Start of Source records

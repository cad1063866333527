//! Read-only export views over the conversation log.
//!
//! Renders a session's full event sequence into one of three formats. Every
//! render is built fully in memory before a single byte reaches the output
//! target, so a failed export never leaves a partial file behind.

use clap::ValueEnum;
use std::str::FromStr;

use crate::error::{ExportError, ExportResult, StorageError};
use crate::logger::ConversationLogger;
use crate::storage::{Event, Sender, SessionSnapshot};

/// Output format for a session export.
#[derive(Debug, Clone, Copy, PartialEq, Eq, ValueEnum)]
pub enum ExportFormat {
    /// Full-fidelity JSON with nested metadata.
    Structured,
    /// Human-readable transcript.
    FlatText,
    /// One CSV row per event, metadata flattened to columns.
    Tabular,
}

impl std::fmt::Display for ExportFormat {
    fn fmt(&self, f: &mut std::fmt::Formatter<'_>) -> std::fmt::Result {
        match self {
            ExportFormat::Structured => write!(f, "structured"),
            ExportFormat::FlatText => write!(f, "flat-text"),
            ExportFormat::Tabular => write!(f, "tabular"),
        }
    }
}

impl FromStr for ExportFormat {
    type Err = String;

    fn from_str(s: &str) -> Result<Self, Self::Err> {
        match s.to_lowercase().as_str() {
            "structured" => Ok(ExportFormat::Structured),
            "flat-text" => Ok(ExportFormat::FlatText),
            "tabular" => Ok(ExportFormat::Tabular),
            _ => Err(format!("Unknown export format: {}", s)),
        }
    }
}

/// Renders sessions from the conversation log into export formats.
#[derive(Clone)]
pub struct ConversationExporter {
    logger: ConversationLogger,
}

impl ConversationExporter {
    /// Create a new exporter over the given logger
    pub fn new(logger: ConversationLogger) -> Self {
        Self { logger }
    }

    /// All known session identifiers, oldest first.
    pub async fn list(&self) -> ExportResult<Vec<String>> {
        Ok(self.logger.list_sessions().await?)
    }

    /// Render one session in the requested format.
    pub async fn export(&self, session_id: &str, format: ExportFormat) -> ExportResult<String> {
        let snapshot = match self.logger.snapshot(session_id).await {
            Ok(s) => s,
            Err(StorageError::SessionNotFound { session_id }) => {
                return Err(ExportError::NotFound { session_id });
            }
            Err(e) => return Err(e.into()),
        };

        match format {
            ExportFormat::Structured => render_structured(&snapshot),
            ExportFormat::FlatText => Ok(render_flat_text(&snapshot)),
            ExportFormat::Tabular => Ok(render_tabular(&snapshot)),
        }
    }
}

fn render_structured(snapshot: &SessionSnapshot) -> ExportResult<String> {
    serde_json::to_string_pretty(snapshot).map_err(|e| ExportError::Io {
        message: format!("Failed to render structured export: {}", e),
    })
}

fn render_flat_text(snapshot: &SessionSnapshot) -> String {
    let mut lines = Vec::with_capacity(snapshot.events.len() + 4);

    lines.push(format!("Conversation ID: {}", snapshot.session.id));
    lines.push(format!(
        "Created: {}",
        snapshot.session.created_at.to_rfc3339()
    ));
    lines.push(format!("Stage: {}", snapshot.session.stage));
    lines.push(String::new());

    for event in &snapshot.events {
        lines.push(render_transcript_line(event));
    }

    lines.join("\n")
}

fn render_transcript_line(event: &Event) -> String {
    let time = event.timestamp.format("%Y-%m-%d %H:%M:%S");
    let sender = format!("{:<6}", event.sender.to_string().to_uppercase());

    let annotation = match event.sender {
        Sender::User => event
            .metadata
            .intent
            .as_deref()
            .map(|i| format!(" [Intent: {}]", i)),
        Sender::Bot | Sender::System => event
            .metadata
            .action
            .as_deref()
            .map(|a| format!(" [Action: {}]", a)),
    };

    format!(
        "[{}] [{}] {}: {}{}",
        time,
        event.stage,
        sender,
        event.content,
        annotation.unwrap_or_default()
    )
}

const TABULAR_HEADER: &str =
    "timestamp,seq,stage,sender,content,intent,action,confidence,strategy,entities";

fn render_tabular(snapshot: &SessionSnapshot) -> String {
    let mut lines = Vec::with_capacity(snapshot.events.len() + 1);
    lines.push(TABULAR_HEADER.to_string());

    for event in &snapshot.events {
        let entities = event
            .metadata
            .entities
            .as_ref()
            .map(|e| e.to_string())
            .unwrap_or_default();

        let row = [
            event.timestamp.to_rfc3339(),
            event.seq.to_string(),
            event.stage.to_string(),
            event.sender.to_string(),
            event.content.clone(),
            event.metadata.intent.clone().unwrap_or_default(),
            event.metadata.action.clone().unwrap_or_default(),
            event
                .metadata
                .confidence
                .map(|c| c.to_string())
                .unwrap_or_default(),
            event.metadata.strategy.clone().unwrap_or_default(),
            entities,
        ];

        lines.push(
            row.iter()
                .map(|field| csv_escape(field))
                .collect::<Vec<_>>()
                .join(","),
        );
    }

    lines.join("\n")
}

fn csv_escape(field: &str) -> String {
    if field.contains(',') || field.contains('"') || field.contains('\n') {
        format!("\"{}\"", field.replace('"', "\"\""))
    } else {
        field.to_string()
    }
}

End of Source records
Start of Source records

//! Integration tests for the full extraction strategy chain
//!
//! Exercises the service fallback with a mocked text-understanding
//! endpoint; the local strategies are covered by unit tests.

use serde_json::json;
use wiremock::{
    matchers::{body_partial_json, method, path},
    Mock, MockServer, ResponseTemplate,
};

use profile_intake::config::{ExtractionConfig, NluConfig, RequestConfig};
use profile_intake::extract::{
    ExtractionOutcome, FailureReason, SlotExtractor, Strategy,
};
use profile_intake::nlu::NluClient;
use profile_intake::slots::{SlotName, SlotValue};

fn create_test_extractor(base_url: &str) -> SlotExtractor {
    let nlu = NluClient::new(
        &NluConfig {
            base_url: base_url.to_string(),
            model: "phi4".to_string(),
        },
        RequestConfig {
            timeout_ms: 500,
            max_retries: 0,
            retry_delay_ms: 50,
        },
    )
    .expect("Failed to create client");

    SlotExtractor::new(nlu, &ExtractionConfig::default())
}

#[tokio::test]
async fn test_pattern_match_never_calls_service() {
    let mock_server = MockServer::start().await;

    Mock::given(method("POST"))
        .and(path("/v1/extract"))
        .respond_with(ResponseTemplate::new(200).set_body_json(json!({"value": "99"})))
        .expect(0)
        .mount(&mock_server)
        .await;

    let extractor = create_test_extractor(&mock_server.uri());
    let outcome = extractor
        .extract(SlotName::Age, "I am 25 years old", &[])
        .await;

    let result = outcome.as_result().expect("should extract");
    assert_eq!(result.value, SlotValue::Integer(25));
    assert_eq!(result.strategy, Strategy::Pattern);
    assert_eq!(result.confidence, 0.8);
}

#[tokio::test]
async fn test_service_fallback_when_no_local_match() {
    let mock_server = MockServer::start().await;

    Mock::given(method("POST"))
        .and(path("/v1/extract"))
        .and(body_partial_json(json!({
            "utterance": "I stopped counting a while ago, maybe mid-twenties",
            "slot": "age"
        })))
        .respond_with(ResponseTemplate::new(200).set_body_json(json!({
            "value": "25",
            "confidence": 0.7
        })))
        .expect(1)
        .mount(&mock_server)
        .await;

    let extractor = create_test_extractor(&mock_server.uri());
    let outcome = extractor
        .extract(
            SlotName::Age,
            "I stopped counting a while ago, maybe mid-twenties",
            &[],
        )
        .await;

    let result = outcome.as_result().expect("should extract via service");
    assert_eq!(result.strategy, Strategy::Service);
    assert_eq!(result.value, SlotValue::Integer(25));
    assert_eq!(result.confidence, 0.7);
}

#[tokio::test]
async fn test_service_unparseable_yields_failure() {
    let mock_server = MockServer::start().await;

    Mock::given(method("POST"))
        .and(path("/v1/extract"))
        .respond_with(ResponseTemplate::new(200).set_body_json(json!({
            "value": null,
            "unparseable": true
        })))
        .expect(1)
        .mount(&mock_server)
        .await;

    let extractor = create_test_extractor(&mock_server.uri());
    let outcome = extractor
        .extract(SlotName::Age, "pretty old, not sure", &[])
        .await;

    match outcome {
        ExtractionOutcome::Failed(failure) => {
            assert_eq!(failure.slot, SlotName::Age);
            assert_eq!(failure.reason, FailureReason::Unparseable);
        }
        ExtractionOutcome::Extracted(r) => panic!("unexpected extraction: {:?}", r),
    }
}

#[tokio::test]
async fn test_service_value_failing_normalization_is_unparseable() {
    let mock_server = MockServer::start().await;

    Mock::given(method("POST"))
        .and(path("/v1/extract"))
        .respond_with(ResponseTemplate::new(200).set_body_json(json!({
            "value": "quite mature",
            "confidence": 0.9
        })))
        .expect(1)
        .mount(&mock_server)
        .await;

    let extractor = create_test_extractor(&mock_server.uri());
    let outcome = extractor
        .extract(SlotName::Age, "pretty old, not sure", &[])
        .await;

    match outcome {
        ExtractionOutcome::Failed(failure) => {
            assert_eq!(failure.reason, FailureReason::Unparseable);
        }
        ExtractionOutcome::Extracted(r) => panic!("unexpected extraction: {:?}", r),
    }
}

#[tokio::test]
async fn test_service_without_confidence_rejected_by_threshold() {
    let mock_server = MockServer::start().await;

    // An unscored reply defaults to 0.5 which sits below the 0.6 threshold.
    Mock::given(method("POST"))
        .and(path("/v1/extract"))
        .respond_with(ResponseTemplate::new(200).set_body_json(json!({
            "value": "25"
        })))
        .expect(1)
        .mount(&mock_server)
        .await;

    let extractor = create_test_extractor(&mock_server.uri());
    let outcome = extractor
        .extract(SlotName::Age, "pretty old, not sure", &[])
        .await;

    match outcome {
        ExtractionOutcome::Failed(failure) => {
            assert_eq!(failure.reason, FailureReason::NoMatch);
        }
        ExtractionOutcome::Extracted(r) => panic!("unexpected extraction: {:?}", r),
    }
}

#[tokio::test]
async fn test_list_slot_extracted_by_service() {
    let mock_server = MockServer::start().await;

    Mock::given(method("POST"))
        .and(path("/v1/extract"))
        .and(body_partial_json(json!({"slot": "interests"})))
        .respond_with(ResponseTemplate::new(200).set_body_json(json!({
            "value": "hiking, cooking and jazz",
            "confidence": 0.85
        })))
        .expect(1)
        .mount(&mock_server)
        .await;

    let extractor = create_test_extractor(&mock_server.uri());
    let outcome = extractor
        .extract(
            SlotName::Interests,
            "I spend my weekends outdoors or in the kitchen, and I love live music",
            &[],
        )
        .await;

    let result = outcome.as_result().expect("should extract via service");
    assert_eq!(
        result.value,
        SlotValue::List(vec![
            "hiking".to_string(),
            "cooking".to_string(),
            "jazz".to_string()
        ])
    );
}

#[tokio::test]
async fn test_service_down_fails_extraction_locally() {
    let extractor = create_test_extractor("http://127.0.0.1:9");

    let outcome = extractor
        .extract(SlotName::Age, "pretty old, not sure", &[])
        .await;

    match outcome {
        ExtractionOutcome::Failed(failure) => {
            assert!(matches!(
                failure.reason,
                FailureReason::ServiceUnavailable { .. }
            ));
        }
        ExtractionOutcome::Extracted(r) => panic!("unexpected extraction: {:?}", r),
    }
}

End of Source records

◆ Problem details
The response must contain each line above that holds the string "NluConfig".

◆ Response to the exercise
use profile_intake::config::{ExtractionConfig, NluConfig, RequestConfig};
        &NluConfig {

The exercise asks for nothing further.